Press Club

ACFD Says It’s Prepared for Coronavirus

With two cases now confirmed in Arlington, coronavirus is here and spreading. The Arlington County Fire Department, however, says it’s prepared.

“As other organizations begin taking steps to limit chances of exposure to coronavirus, we are prepared to respond to it,” the department said today on social media. “In consultation with [the Centers for Disease Control] and [Arlington Dept. of Human Services], we have the plans and equipment to safely handle potential cases while keeping our members safe.”

“We’re going to be restricting some of our activity,” ACFD spokesman Capt. Justin Tirelli tells ARLnow. While firefighters will still be responding to calls as usual, activities like school groups visiting firehouses and other public events at stations will be cancelled.

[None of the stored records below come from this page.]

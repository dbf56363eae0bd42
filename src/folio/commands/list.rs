use crate::card::{PostCard, ProjectCard};
use crate::commands::{CmdResult, ControlState, Listing};
use crate::error::Result;
use crate::filter::{FilterView, Selection};
use crate::model::{by_sort_order, newest_first, Pillar, ProjectStatus};
use crate::site::render::{NO_POSTS, NO_PROJECTS};
use crate::store::ContentStore;

/// Lists posts newest first, narrowed to `selection`. Drafts only when asked for.
pub fn posts<S: ContentStore>(
    store: &S,
    selection: Selection<Pillar>,
    include_drafts: bool,
) -> Result<CmdResult> {
    let mut posts: Vec<_> = store
        .posts()?
        .into_iter()
        .filter(|p| include_drafts || !p.draft)
        .collect();
    newest_first(&mut posts);

    let view = FilterView::new(&posts).selected(selection);
    let listing = Listing {
        selection: selection.id(),
        controls: view.controls().into_iter().map(ControlState::from).collect(),
        posts: view
            .visible_entities()
            .into_iter()
            .map(PostCard::from_post)
            .collect(),
        projects: Vec::new(),
        placeholder: view.is_empty().then_some(NO_POSTS),
    };
    Ok(CmdResult::default().with_listing(listing))
}

/// Lists projects by sort order, narrowed to `selection`.
pub fn projects<S: ContentStore>(store: &S, selection: Selection<ProjectStatus>) -> Result<CmdResult> {
    let mut projects = store.projects()?;
    by_sort_order(&mut projects);

    let view = FilterView::new(&projects).selected(selection);
    let listing = Listing {
        selection: selection.id(),
        controls: view.controls().into_iter().map(ControlState::from).collect(),
        posts: Vec::new(),
        projects: view
            .visible_entities()
            .into_iter()
            .map(ProjectCard::from_project)
            .collect(),
        placeholder: view.is_empty().then_some(NO_PROJECTS),
    };
    Ok(CmdResult::default().with_listing(listing))
}

#[cfg(test)]
mod tests {
    use super::*;
    use crate::model::fixtures::{post_on, project};
    use crate::store::memory::InMemoryStore;

    fn store() -> InMemoryStore {
        let mut draft = post_on("draft", Pillar::AgentBuilding, 2026, 5, 1);
        draft.draft = true;
        InMemoryStore::new()
            .with_posts(vec![
                post_on("a", Pillar::AgentBuilding, 2026, 1, 1),
                post_on("b", Pillar::SovereignAi, 2026, 2, 1),
                post_on("c", Pillar::AgentBuilding, 2026, 3, 1),
                draft,
            ])
            .with_projects(vec![
                project("x", ProjectStatus::Complete),
                project("y", ProjectStatus::Active),
            ])
    }

    fn slugs(result: &CmdResult) -> Vec<String> {
        let listing = result.listing.as_ref().unwrap();
        listing
            .posts
            .iter()
            .map(|c| c.slug.clone())
            .chain(listing.projects.iter().map(|c| c.slug.clone()))
            .collect()
    }

    #[test]
    fn test_lists_all_posts_newest_first_without_drafts() {
        let result = posts(&store(), Selection::All, false).unwrap();
        assert_eq!(slugs(&result), vec!["c", "b", "a"]);
        let listing = result.listing.unwrap();
        assert_eq!(listing.selection, "all");
        assert_eq!(listing.placeholder, None);
    }

    #[test]
    fn test_filters_by_pillar() {
        let result = posts(&store(), Selection::Only(Pillar::AgentBuilding), false).unwrap();
        assert_eq!(slugs(&result), vec!["c", "a"]);
        let active: Vec<_> = result
            .listing
            .unwrap()
            .controls
            .into_iter()
            .filter(|c| c.active)
            .map(|c| c.id)
            .collect();
        assert_eq!(active, vec!["agent-building"]);
    }

    #[test]
    fn test_drafts_on_request() {
        let result = posts(&store(), Selection::Only(Pillar::AgentBuilding), true).unwrap();
        assert_eq!(slugs(&result), vec!["draft", "c", "a"]);
    }

    #[test]
    fn test_empty_selection_has_placeholder() {
        let result = posts(&store(), Selection::Only(Pillar::Development), false).unwrap();
        let listing = result.listing.unwrap();
        assert!(listing.posts.is_empty());
        assert_eq!(listing.placeholder, Some(NO_POSTS));
    }

    #[test]
    fn test_lists_projects_by_status() {
        let result = projects(&store(), Selection::Only(ProjectStatus::Active)).unwrap();
        assert_eq!(slugs(&result), vec!["y"]);
        let result = projects(&store(), Selection::Only(ProjectStatus::Learning)).unwrap();
        assert_eq!(result.listing.unwrap().placeholder, Some(NO_PROJECTS));
    }
}
use std::process::Command;

fn git(args: &[&str]) -> Option<String> {
    Command::new("git")
        .args(args)
        .output()
        .ok()
        .and_then(|o| String::from_utf8(o.stdout).ok())
        .map(|s| s.trim().to_string())
}

fn main() {
    println!("cargo:rerun-if-changed=.git/HEAD");
    println!("cargo:rerun-if-changed=.git/index");

    let hash = git(&["rev-parse", "--short", "HEAD"]).unwrap_or_default();
    let commit_date =
        git(&["log", "-1", "--format=%cd", "--date=format:%Y-%m-%d %H:%M"]).unwrap_or_default();

    // A release build is a clean tree whose HEAD carries the version tag.
    let is_dirty = git(&["status", "--porcelain"])
        .map(|s| !s.is_empty())
        .unwrap_or(false);
    let version = env!("CARGO_PKG_VERSION");
    let tagged = git(&["tag", "--points-at", "HEAD"])
        .map(|s| {
            s.lines()
                .any(|tag| tag == format!("v{}", version) || tag == version)
        })
        .unwrap_or(false);

    println!("cargo:rustc-env=GIT_HASH={}", hash);
    println!("cargo:rustc-env=GIT_COMMIT_DATE={}", commit_date);
    println!("cargo:rustc-env=IS_RELEASE={}", tagged && !is_dirty);
}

Tirelli said firefighters already take “standard precautions” for flu cases — precautions are applicable to coronavirus.

For calls involving patients with flu-like symptoms, firefighters will wear masks, eye protection, gloves and gowns, and will then put a mask on the patient, Tirelli said. After a transport to the hospital for a patient with flu or coronavirus-like symptoms, per standard procedure, the ambulance’s passenger compartment and stretcher will be cleaned with hospital-grade disinfectant.

Tirelli noted that the fire department has not seen a noticeable uptick in calls for people with flu-like symptoms, but ACFD is expecting such calls to increase as the outbreak worsens.

“The question is whether it’s a drastic and sudden increase or a gradual increase,” he said. “We’re hoping for [gradual].”

Tirelli has some suggestions for Arlington residents. First, don’t call 911 or the Emergency Communications Center for general questions or advice, as many people have been doing — the Virginia Dept. of Health has a call center for that: 1-877-ASK-VDH3 (275-8343).

Second, follow the advice of experts to help prevent the spread of disease — everything from frequent hand washing to avoiding large crowds.

“Taking on the extra responsibility of not being around a lot of people is really key,” Tirelli said. “People have to live, we know you have to go to the grocery store, but if you can avoid large gatherings and events… it’s not going to eliminate the illness, but it’s going to slow the spread. A rapid increase [in cases] is going to overwhelm the system and that’s what we don’t want.”